Scan the entries below, and for each line that includes the word "ProtocolError", make a copy.

==== GIVEN RECORDS

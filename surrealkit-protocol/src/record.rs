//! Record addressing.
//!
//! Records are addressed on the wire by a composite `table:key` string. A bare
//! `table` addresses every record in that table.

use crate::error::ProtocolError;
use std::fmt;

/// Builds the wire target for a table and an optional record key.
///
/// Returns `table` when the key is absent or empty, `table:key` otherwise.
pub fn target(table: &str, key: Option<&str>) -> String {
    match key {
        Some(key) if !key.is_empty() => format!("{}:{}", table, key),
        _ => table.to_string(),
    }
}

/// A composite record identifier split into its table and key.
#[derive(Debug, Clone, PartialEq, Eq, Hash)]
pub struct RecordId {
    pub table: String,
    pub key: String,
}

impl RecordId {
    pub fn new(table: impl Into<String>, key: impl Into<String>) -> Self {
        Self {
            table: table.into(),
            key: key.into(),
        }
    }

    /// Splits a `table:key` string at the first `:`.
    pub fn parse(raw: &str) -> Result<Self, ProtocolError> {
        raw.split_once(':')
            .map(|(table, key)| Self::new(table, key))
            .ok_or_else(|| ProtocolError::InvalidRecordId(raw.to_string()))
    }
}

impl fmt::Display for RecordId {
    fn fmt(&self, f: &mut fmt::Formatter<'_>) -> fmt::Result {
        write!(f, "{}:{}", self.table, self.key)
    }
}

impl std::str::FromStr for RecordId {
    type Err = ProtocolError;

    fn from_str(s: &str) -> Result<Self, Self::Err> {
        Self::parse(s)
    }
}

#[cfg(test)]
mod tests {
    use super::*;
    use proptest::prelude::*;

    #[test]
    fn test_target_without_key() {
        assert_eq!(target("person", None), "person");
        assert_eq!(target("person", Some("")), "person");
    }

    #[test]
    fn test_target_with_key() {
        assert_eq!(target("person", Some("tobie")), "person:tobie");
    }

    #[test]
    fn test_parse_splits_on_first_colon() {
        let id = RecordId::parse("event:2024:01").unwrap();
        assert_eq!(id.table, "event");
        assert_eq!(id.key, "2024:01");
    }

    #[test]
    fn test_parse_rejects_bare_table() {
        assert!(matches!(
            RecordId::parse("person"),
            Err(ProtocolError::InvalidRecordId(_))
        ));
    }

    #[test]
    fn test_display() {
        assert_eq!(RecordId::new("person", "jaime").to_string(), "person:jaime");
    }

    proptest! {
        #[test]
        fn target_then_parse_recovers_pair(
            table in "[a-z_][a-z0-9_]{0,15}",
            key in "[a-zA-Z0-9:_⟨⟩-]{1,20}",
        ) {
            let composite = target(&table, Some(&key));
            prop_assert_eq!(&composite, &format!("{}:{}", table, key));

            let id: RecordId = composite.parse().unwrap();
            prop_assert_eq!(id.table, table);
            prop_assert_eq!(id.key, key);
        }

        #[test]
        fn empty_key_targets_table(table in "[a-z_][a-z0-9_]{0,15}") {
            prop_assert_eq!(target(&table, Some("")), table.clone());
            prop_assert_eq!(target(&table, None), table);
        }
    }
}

========
==== GIVEN RECORDS

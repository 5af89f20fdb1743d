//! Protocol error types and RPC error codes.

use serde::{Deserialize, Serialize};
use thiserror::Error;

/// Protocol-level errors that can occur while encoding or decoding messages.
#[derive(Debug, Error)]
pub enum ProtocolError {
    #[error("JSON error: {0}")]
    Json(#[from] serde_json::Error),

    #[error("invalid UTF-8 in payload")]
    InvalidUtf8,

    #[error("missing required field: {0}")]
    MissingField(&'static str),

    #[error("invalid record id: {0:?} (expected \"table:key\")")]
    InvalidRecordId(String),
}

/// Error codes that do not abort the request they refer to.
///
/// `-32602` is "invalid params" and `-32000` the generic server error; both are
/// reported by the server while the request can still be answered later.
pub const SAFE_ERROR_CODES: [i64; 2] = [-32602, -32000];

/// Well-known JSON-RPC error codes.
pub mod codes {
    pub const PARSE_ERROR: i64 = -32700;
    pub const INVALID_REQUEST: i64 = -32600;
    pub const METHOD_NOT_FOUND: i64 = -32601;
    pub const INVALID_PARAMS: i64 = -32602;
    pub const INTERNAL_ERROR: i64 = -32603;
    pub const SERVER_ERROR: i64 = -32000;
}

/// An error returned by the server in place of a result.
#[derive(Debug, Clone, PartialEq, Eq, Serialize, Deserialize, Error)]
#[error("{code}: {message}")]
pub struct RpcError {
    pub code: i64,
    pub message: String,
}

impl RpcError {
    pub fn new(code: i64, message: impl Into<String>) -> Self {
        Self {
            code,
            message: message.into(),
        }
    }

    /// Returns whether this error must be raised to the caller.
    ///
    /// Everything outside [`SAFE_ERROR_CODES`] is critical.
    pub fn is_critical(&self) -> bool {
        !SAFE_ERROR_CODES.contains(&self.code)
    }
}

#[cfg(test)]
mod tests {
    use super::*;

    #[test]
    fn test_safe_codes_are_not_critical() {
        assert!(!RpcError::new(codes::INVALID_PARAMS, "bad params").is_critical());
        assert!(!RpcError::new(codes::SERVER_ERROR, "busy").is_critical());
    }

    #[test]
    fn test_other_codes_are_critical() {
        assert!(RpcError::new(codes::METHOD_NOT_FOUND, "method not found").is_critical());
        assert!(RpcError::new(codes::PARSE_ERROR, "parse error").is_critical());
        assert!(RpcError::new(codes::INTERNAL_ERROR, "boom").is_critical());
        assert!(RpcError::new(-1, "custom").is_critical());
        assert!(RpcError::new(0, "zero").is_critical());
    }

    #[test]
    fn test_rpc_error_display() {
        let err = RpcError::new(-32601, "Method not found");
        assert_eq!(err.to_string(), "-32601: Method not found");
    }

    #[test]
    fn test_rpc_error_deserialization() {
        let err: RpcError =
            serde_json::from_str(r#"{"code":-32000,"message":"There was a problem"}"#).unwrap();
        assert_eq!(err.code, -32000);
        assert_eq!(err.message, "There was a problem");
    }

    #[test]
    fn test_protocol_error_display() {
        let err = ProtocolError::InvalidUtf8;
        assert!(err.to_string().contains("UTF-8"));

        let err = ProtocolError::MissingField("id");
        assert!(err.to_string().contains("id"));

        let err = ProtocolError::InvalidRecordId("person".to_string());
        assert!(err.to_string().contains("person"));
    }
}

========

YOUR SOLUTION>
use crate::error::ProtocolError;
    pub fn parse(raw: &str) -> Result<Self, ProtocolError> {
            .ok_or_else(|| ProtocolError::InvalidRecordId(raw.to_string()))
    type Err = ProtocolError;
            Err(ProtocolError::InvalidRecordId(_))
pub enum ProtocolError {
        let err = ProtocolError::InvalidUtf8;
        let err = ProtocolError::MissingField("id");
        let err = ProtocolError::InvalidRecordId("person".to_string());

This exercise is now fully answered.